The latest iteration of bonus depreciation expired last December. It should at least be renewed, if not made permanent. A number of studies over the past 15 years have observed the impact that bonus depreciation has had on economic growth trends. The Institute for Policy Innovation in 2001 estimated that every $1 of accelerated depreciation generates about $9 of GDP growth. Another study, by University of Chicago and Harvard found that between 2001 and 2004 bonus depreciation raised business investment an average of over 17 percent and between 2008 and 2010 (primarily 50% expensing) by almost 30 percent. Another 2008 study estimated that between 2002 and 2003 bonus depreciation policies increased GDP by $10 billion to $20 billion, and contributed to the creation or retention of 100,000 to 200,000 jobs.

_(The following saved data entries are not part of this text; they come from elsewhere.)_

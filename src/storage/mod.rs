//! Publication state persistence
//!
//! This module holds the status ledger, the only shared mutable state of the
//! engine, and the stores it can be backed by.
//!
//! # Example
//!
//! ```no_run
//! use crosspost::storage::StatusLedger;
//! use std::collections::BTreeMap;
//! use std::path::Path;
//!
//! # fn example() -> anyhow::Result<()> {
//! let ledger = StatusLedger::open(Path::new("logs/publish_status.json"))?;
//!
//! let mut done = BTreeMap::new();
//! done.insert("devto".to_string(), "https://dev.to/me/post".to_string());
//! ledger.merge(1, &done)?;
//!
//! assert!(ledger.get(1)?.is_done("devto"));
//! # Ok(())
//! # }
//! ```

pub mod ledger;
pub mod store;

use thiserror::Error;

pub use ledger::{LedgerDocument, PublicationRecord, StatusLedger};
pub use store::{JsonFileStore, LedgerStore, MemoryStore};

/// Result type for ledger operations
pub type LedgerResult<T> = Result<T, LedgerError>;

/// Errors raised by the status ledger and its stores
#[derive(Error, Debug)]
pub enum LedgerError {
    /// Filesystem operation failed
    #[error("Ledger I/O error during '{operation}' on {path}: {source}")]
    Io {
        operation: &'static str,
        path: String,
        #[source]
        source: std::io::Error,
    },

    /// The stored document cannot be parsed
    #[error("Ledger file {path} is corrupt: {source}")]
    Corrupt {
        path: String,
        #[source]
        source: serde_json::Error,
    },

    /// The document cannot be serialized
    #[error("Ledger serialization error: {0}")]
    Serialization(#[from] serde_json::Error),

    /// A thread panicked while holding the ledger lock
    #[error("Ledger lock poisoned")]
    LockPoisoned,

    /// The backing store refused the operation
    #[error("Ledger store unavailable: {0}")]
    Unavailable(String),
}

More recently, the Progressive Policy Institute noted that over the past decade the United States has suffered what it termed an “investment drought,” which had led to a downturn in productivity. In other words, U.S. workers don’t have the buildings, equipment, or software to better do their jobs.

Another byproduct of business investment is the job growth that follows. Over the past six decades there is a strong correlation between jobs and business investment.

Companies like Verizon invest billions each year in equipment and infrastructure. Our investments in technology and communications in particular, help America stay competitive in today’s global economy: equipment to deploy and expand broadband and mobile networks, to build out more efficient manufacturing processes through the Internet of Things, or building out smart tools for transport or energy efficiency. An interruption to bonus depreciation would undoubtedly alter American businesses’ investment decisions, jeopardizing our leadership in global commerce.

With policymakers looking for solutions to energize an economy that has been languishing, renewing bonus depreciation should be an easy one. It’s a proven tactic for jumpstarting growth, and it doesn’t require gimmicks, loopholes or short-changing the Treasury. That’s why we recently joined over 200 other companies in signing a letter by the National Association of Manufacturers that calls on Congress to move swiftly on policies that would help encourage investment. Bonus depreciation is a critical component of that strategy, and we remain committed to working with Congress and other policymakers to implement policies to jumpstart economic growth.